Maybe I’m just frustrated at my poor performance on my Stats exam, but several people I’ve talked to agree that the professor has a high threshold for his grade inputs. I’ve talked before about the discrepancies between academia and the real world, but I’m wondering if we’re all correct that this scale seems a little weird.
The biggest source of fear about this grading scale, is that anything below an 86 is a C. This correlates to a GPA of about a 2.6, which means that if I score an 85 in the class, my lovely 3.9 is going to plummet. This strikes an extra amount of fear in me, particularly because I feel like I made something like an 83 or an 84 in Stats during my undergrad degree. Thus, even with “good” performance (for me, remember we’re talking about Stats here!), I’m still stuck with a terrible hit to my GPA. One student commented that surely there’s some kind of uniformity across the university, because otherwise, professors could make a 98 the threshold for a B or C. From my previous semesters, it does seem like most professors have a similar scale for grading, with only a point or two of difference amongst themselves, instead of the 5-8 point difference shown by this professor’s scale.
Fortunately, it seems that most companies don’t care about your grad school GPA unless it’s below a 3.0. And, most companies factor in the school’s reputation when evaluating GPAs in the first place. This leads to the debates about whether grades, GPAs, and scales are even relevant when predicting someone’s level of success, since you might be comparing apples to oranges anyway. If me and another student both make an 85 in Stats, but I get a C and they get a B, I look worse. Maybe it’s because I’ve never made a C in my life, but for some reason, a C compared to a B sounds much worse than a B compared to an A. It may also be that I think a C involves laziness vs. intelligence or “natural ability”, and that laziness offends me more than not having the ability in the first place.

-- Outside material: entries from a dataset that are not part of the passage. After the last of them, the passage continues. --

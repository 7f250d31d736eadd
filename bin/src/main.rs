//! cpc CLI - query nosdeputes.fr and nossenateurs.fr from the terminal.

use anyhow::{Context, Result};
use clap::{CommandFactory, Parser, Subcommand};
use cpc_lib::prelude::*;
use std::path::PathBuf;
use std::time::Duration;
use tracing_subscriber::EnvFilter;

mod commands;
mod display;

use display::Output;

#[derive(Parser)]
#[command(name = "cpc")]
#[command(about = "Client for the nosdeputes.fr and nossenateurs.fr APIs", long_about = None)]
#[command(version)]
struct Cli {
    #[command(subcommand)]
    command: Option<Commands>,

    /// Parliament to query (depute, senateur)
    #[arg(
        short = 't',
        long = "type",
        env = "CPC_TYPE",
        default_value = "depute",
        global = true
    )]
    ptype: ParliamentType,

    /// Legislature term (current, 2007-2012, 2012-2017, 2017-2022)
    #[arg(
        short,
        long,
        env = "CPC_LEGISLATURE",
        default_value = "current",
        global = true
    )]
    legislature: Legislature,

    /// Override the API host (e.g. a local mirror)
    #[arg(long, env = "CPC_BASE_URL", global = true)]
    base_url: Option<String>,

    /// Request timeout in seconds
    #[arg(long, default_value = "30", global = true)]
    timeout: u64,

    /// Print JSON instead of tables
    #[arg(long, global = true)]
    json: bool,

    /// Verbosity level (-v, -vv, -vvv)
    #[arg(short, long, action = clap::ArgAction::Count, global = true)]
    verbose: u8,

    /// Quiet mode (suppress progress output)
    #[arg(short, long, global = true)]
    quiet: bool,
}

#[derive(Subcommand)]
enum Commands {
    /// List parliamentarians
    List {
        /// Only sitting members
        #[arg(short, long)]
        active: bool,
    },

    /// Fuzzy search parliamentarians by name
    Search {
        /// Name fragment, accents optional
        name: String,

        /// Field to match against (nom, nom_de_famille, slug, ...)
        #[arg(short, long, default_value = "nom")]
        field: String,

        /// Maximum number of matches
        #[arg(short = 'n', long, default_value = "5")]
        limit: usize,

        /// Only sitting members
        #[arg(short, long)]
        active: bool,
    },

    /// Show a parliamentarian's record
    Show {
        /// Slug (e.g. jean-luc-melenchon), or a name to search for
        slug: String,
    },

    /// Show the votes of one or more parliamentarians
    Votes {
        /// Slugs of the parliamentarians
        #[arg(required = true)]
        slugs: Vec<String>,

        /// Maximum concurrent requests
        #[arg(long, default_value = "4")]
        concurrency: usize,
    },

    /// Show the activity synthesis
    Synthese {
        /// Month (YYYYMM). Defaults to the whole legislature.
        #[arg(short, long)]
        month: Option<SyntheseMonth>,
    },

    /// Download a portrait as PNG
    Picture {
        /// Slug of the parliamentarian
        slug: String,

        /// Height of the square portrait in pixels
        #[arg(short, long, default_value = "400")]
        pixels: u32,

        /// Output file path. Defaults to <slug>.png
        #[arg(short, long)]
        output: Option<PathBuf>,
    },

    /// Full-text search across the site
    Find {
        /// Query text
        query: String,

        /// Result page, starting at 1
        #[arg(short, long, default_value = "1")]
        page: u32,
    },
}

impl Cli {
    fn client(&self) -> Result<CpcApi> {
        let mut config = ClientConfig::new(self.ptype, self.legislature)
            .context("Invalid parliament selection")?
            .with_timeout(Duration::from_secs(self.timeout));
        if let Some(base_url) = &self.base_url {
            config = config.with_base_url(base_url)?;
        }
        CpcApi::new(config).context("Failed to create HTTP client")
    }
}

fn init_tracing(verbose: u8, quiet: bool) {
    let level = match (quiet, verbose) {
        (true, _) => "error",
        (false, 0) => "warn",
        (false, 1) => "info",
        (false, 2) => "debug",
        (false, _) => "trace",
    };
    let filter = EnvFilter::try_from_default_env().unwrap_or_else(|_| EnvFilter::new(level));

    tracing_subscriber::fmt()
        .with_env_filter(filter)
        .with_writer(std::io::stderr)
        .init();
}

#[tokio::main]
async fn main() -> Result<()> {
    let cli = Cli::parse();
    init_tracing(cli.verbose, cli.quiet);

    // Show help if no command provided
    let Some(command) = &cli.command else {
        Cli::command().print_help()?;
        return Ok(());
    };

    let api = cli.client()?;
    let output = Output::from_json_flag(cli.json);

    match command {
        Commands::List { active } => commands::list::list(&api, *active, output).await,
        Commands::Search {
            name,
            field,
            limit,
            active,
        } => {
            let query = SearchQuery::new(name.as_str())
                .field(field.as_str())
                .limit(*limit)
                .active_only(*active);
            commands::search::search(&api, &query, output).await
        }
        Commands::Show { slug } => commands::show::show(&api, slug, output).await,
        Commands::Votes { slugs, concurrency } => {
            commands::votes::votes(&api, slugs, *concurrency, output, cli.quiet).await
        }
        Commands::Synthese { month } => commands::synthese::synthese(&api, *month, output).await,
        Commands::Picture {
            slug,
            pixels,
            output: path,
        } => commands::picture::picture(&api, slug, *pixels, path.clone()).await,
        Commands::Find { query, page } => commands::find::find(&api, query, *page, output).await,
    }
}
//! Core types for the nosdeputes.fr / nossenateurs.fr API client.
//!
//! This crate provides the data structures shared by the cpc crates:
//!
//! - [`ParliamentType`] and [`Legislature`] - Which endpoint family to target
//! - [`ClientConfig`] - Validated, immutable client configuration
//! - [`Parliamentarian`] - A deputy or senator record
//! - [`Vote`], [`Balloting`] and [`BallotingIndex`] - Balloting records
//! - [`Synthese`] - Activity summary for a legislature or a month
//! - [`Picture`] - A decoded portrait
//! - [`SearchHit`] - A row of the full-text search results
//! - [`CpcError`] - The error taxonomy

#![doc(issue_tracker_base_url = "https://github.com/regardscitoyens/cpc-api/issues/")]
#![cfg_attr(docsrs, feature(doc_cfg, doc_auto_cfg))]
#![warn(missing_docs)]
#![forbid(unsafe_code)]

mod config;
mod error;
mod parliament;
mod parliamentarian;
mod picture;
mod search;
mod synthese;
mod vote;

pub use config::{ClientConfig, DEFAULT_TIMEOUT};
pub use error::{ConfigurationError, CpcError, EntityKind, RemoteError, Result};
pub use parliament::{Legislature, ParliamentType};
pub use parliamentarian::Parliamentarian;
pub use picture::Picture;
pub use search::SearchHit;
pub use synthese::{Synthese, SyntheseEntry, SyntheseMonth};
pub use vote::{Balloting, BallotingIndex, Position, Vote};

Either way, there’s some trepidation about my final grade, and I’ve only had one exam for that class! I’m sure it will turn out fine in the end, but would you be worried if you were being graded on this scale? Am I bitter about the high threshold, or correct that it’s much higher than I’ve seen in previous classes?
2 thoughts on “Grade Thresholds”
Maybe it’s different in business school, but I’ve never had anyone (employer or friend) ask about my graduate or undergraduate GPA. I graduated with a GPA 0.05 above the minimum for my program, and have been just as employed as any of my classmates.
I do notice that in some disciplines, however, the “acceptable” grade is much different. My husband’s PhD program…you were screwed if you got a B. A- was the lowest anyone would recommend you get. But to be honest, it didn’t seem like it meant much unless you also failed your comprehensive exams.
I’ll take it one step further. I absolutely REFUSE to work for Xerox because they wouldn’t consider me, because I had a 2.9 undergrad GPA when I spoke with them. (It ended up being a ~3.0) I’ll point out that if what I read was true, Neil Armstrong had about a 3.0 from Purdue in Engineering when it was all said and done. If it was good enough for him, it’s certainly good enough for me!
I also won’t purchase their products.